I am approaching mid-life, but I am not in crisis
- Dionne Mills
- Oct 6, 2021
- 3 min read

So much can be said about 2020 and 2021. In every aspect of my life and in every aspect of the world, we can collectively use words like change, inequity, upheaval, conflict, fear, resilience, clarity to describe it all.
In 2019, my beloved maternal grandmother died and I went to Barbados for the funeral. I boarded the plane directly after a busy day on call at the hospital. When I returned, it was to head straight from the airport back to being on call. While I was in Barbados, I sat around with family I hadn't seen in many years. We laughed and hugged and fellowshipped as if a long time hadn't passed since we'd last seen eachother. I remember watching the calm simplicity of life that my aunt and uncle lived, not without responsibilities or stressors, but without fanfare and superficial, superfluous external pressures. I remember thinking that it was not only possible to live a simple life, one with more balance, but that it was absolutely necessary.

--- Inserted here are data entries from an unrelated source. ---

use thiserror::Error;

/// Errors surfaced to the command layer.
///
/// The variants fall into four classes with different handling policies:
/// caller errors are returned verbatim and never retried, resource errors
/// prevent the loop from starting but never break it, transient source
/// errors are retried with bounded backoff before the track is skipped,
/// and permanent source errors skip the track immediately.
#[derive(Debug, Error)]
pub enum EngineError {
    #[error("you must be in a voice channel to use this command")]
    NotInVoice,

    #[error("queue is empty")]
    QueueEmpty,

    #[error("invalid track index: {0}")]
    InvalidIndex(usize),

    #[error("no results found for query")]
    NoResults,

    #[error("no source registered for '{0}'")]
    UnknownSource(String),

    #[error("failed to join voice channel: {0}")]
    JoinFailed(#[from] GatewayError),

    #[error("could not resolve a playable source for '{0}'")]
    SourceUnresolvable(String),

    #[error("provider request failed: {0}")]
    Provider(#[from] SourceError),

    #[error("streaming failed after {attempts} attempt(s): {cause}")]
    StreamingFailed { attempts: u32, cause: String },
}

impl EngineError {
    /// True for errors caused by the caller's request rather than the
    /// engine or its collaborators.
    pub fn is_caller_error(&self) -> bool {
        matches!(
            self,
            Self::NotInVoice
                | Self::QueueEmpty
                | Self::InvalidIndex(_)
                | Self::NoResults
                | Self::UnknownSource(_)
        )
    }
}

/// Errors from the chat-platform gateway collaborator.
#[derive(Debug, Error)]
pub enum GatewayError {
    #[error("voice connect rejected: {0}")]
    ConnectRejected(String),

    #[error("snapshot request failed: {0}")]
    SnapshotFailed(String),
}

/// Errors from a media source provider.
#[derive(Debug, Error)]
pub enum SourceError {
    #[error("source returned no playable location for '{0}'")]
    Unresolvable(String),

    #[error("provider request failed: {0}")]
    Request(String),
}

impl From<reqwest::Error> for SourceError {
    fn from(e: reqwest::Error) -> Self {
        Self::Request(e.to_string())
    }
}

/// Errors from the transcoding/transport collaborator.
#[derive(Debug, Error)]
#[error("stream error: {0}")]
pub struct StreamError(pub String);
use async_trait::async_trait;
use serde::{Deserialize, Serialize};

use crate::common::errors::GatewayError;
use crate::common::types::{ChannelId, RoomId, UserId};

/// A real-time voice-state update delivered by the platform gateway.
///
/// `channel: None` means the user left voice in that room.
#[derive(Debug, Clone, Serialize, Deserialize)]
pub struct PresenceEvent {
    pub room: RoomId,
    pub user: UserId,
    pub channel: Option<ChannelId>,
    pub timestamp_ms: u64,
}

/// Authoritative voice-state listing for one room.
#[derive(Debug, Clone, Serialize, Deserialize)]
pub struct RoomSnapshot {
    pub room: RoomId,
    pub members: Vec<SnapshotMember>,
}

#[derive(Debug, Clone, Serialize, Deserialize)]
pub struct SnapshotMember {
    pub user: UserId,
    pub channel: ChannelId,
}

/// Opaque token for an established voice connection. The transport
/// collaborator knows how to push frames through it.
#[derive(Debug, Clone, PartialEq, Eq, Hash)]
pub struct TransportHandle {
    pub room: RoomId,
    pub channel: ChannelId,
    /// Connection id, unique per join.
    pub connection_id: u64,
}

/// The chat-platform client, as seen by this engine.
///
/// Presence events arrive out of band through [`PresenceStore::apply`];
/// this trait covers the request/response half of the gateway.
///
/// [`PresenceStore::apply`]: crate::presence::PresenceStore::apply
#[async_trait]
pub trait Gateway: Send + Sync {
    /// Fetch the current voice state of every user in the room.
    async fn fetch_room_snapshot(&self, room: &RoomId) -> Result<RoomSnapshot, GatewayError>;

    /// Establish a voice connection to the given channel.
    async fn join_voice(
        &self,
        room: &RoomId,
        channel: &ChannelId,
    ) -> Result<TransportHandle, GatewayError>;

    /// Tear down a previously established voice connection.
    async fn leave_voice(&self, handle: &TransportHandle);
}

I have spent my entire life studying. As a physician, your entire 20s is sacrificed to the pursuit of scientific knowledge. As an immigrant with no generational wealth to carry me through, I definitely experienced stresses and worries that many of my classmates didn't have to, and I was unable to afford certain luxury outlets (vacations etc) that brought balance to the lives of many of my counterparts. I UN regrettably chose to have two children during residency training, so exciting vacations during the grueling training simply did not happen. Thank goodness I was able to island hop a bit during the 16 months I was in Dominica at the beginning of medical school.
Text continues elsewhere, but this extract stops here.